* **DATA TO PROCESS**
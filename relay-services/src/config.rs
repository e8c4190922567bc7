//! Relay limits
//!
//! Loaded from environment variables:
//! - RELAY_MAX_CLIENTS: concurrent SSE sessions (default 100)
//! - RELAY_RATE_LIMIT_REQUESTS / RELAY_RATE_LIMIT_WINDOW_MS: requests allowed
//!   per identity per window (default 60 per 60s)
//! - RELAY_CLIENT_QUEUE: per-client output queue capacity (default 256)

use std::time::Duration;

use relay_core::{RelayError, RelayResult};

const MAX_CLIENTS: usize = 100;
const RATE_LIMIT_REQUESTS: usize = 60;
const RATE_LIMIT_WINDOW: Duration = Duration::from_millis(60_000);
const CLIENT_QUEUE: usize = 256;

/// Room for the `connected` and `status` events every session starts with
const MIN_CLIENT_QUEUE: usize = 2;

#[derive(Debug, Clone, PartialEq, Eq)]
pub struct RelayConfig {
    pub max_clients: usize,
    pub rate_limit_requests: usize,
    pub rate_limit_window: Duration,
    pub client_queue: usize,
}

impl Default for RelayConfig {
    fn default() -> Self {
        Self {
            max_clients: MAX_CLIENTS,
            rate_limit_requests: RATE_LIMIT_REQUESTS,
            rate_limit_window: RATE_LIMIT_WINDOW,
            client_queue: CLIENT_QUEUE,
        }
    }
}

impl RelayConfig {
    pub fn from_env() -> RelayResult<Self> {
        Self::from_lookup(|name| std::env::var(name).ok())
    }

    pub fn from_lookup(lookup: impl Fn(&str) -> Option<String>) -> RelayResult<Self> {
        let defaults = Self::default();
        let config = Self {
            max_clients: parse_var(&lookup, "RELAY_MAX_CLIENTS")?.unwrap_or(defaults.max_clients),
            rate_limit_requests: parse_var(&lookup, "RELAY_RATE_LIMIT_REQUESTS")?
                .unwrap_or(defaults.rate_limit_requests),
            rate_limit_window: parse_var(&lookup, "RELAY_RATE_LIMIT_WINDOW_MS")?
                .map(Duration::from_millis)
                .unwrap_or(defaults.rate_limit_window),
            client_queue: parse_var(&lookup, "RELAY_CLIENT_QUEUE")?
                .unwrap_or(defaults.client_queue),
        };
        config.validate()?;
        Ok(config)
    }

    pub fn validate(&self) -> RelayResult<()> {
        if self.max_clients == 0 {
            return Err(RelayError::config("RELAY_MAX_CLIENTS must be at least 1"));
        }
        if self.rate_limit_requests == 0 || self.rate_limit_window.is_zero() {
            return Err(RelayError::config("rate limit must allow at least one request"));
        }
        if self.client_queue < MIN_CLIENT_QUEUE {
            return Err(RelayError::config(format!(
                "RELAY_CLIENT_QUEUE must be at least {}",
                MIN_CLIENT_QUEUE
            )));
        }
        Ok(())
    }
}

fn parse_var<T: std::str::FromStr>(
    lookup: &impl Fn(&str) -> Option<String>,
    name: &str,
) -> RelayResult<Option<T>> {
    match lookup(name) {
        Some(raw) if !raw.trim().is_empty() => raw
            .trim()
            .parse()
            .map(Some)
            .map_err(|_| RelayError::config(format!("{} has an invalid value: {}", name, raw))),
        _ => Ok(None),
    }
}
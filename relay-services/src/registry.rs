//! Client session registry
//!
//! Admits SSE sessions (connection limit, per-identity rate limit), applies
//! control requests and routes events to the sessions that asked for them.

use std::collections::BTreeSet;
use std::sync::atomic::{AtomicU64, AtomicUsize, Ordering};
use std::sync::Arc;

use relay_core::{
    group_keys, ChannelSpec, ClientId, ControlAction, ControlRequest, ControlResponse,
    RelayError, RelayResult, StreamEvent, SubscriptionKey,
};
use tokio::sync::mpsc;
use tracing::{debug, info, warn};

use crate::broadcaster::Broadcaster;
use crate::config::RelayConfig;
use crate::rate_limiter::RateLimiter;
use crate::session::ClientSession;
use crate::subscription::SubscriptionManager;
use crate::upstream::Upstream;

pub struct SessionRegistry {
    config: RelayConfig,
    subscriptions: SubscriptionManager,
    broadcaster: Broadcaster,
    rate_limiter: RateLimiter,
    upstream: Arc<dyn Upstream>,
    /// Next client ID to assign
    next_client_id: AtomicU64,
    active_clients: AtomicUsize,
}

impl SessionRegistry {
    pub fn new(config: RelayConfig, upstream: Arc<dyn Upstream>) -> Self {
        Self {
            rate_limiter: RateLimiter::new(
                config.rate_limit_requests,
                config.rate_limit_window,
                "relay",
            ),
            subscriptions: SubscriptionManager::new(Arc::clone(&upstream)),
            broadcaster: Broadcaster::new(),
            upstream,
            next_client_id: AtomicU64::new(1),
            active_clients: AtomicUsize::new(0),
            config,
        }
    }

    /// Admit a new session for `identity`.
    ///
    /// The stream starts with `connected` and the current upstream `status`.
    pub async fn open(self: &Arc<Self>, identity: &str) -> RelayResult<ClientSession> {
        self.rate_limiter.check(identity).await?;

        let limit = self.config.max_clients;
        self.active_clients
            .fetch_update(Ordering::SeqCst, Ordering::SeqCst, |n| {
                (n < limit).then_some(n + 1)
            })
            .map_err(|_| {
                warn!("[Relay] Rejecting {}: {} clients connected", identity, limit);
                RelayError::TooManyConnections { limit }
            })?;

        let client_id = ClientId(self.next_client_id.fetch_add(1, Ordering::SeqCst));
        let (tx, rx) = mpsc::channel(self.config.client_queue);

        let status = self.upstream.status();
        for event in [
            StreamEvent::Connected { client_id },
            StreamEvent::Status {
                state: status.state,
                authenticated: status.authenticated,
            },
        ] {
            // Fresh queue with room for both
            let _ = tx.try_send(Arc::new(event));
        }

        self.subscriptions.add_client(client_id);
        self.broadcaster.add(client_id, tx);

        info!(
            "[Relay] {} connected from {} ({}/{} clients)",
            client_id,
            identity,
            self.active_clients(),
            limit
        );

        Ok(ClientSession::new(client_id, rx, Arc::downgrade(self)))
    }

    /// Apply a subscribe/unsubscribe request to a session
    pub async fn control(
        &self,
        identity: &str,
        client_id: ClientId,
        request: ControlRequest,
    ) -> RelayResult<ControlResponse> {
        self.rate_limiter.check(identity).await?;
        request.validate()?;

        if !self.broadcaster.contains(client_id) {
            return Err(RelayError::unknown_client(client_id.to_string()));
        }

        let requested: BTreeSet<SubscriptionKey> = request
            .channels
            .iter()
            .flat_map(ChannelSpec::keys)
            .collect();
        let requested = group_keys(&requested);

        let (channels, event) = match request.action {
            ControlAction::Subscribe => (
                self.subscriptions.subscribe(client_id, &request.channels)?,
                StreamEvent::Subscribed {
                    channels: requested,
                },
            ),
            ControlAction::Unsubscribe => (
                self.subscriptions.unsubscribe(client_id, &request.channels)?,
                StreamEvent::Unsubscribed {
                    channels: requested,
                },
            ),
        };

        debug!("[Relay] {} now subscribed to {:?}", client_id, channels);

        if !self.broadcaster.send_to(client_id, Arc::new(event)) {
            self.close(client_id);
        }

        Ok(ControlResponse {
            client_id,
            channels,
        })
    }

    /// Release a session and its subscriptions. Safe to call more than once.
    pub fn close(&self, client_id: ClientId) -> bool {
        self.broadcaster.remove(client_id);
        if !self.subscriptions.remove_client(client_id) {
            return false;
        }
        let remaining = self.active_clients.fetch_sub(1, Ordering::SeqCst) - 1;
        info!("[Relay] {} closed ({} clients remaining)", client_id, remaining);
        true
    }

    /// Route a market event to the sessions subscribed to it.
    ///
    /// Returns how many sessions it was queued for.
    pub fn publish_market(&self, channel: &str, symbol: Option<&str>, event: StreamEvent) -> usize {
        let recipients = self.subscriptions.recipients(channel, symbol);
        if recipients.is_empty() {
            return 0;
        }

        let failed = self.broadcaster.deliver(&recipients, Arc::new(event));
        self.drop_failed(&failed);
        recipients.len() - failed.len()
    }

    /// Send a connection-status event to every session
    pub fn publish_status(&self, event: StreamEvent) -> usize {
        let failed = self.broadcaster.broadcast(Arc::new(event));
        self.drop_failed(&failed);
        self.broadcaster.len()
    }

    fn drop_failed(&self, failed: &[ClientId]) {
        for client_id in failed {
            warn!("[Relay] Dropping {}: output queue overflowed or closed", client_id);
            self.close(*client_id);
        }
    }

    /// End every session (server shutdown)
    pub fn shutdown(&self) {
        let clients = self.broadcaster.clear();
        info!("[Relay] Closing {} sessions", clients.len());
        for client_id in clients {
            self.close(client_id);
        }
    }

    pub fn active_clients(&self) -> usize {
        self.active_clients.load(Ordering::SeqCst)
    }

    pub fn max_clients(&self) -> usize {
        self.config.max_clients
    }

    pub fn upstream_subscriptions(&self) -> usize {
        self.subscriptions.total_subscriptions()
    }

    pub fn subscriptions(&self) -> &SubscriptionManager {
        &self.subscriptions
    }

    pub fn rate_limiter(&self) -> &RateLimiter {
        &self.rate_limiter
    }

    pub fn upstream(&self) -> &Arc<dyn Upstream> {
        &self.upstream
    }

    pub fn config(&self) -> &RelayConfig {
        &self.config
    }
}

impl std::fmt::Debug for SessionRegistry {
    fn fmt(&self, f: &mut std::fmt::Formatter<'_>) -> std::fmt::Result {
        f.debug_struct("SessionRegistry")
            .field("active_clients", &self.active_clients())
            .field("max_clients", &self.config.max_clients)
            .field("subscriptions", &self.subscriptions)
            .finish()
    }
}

* **EXERCISE PROMPT**
The answer must be every line of the records that contains the word "failed".

* **OUTPUT FOR THIS EXERCISE**
        let failed = self.broadcaster.deliver(&recipients, Arc::new(event));
        self.drop_failed(&failed);
        recipients.len() - failed.len()
        let failed = self.broadcaster.broadcast(Arc::new(event));
        self.drop_failed(&failed);
    fn drop_failed(&self, failed: &[ClientId]) {
        for client_id in failed {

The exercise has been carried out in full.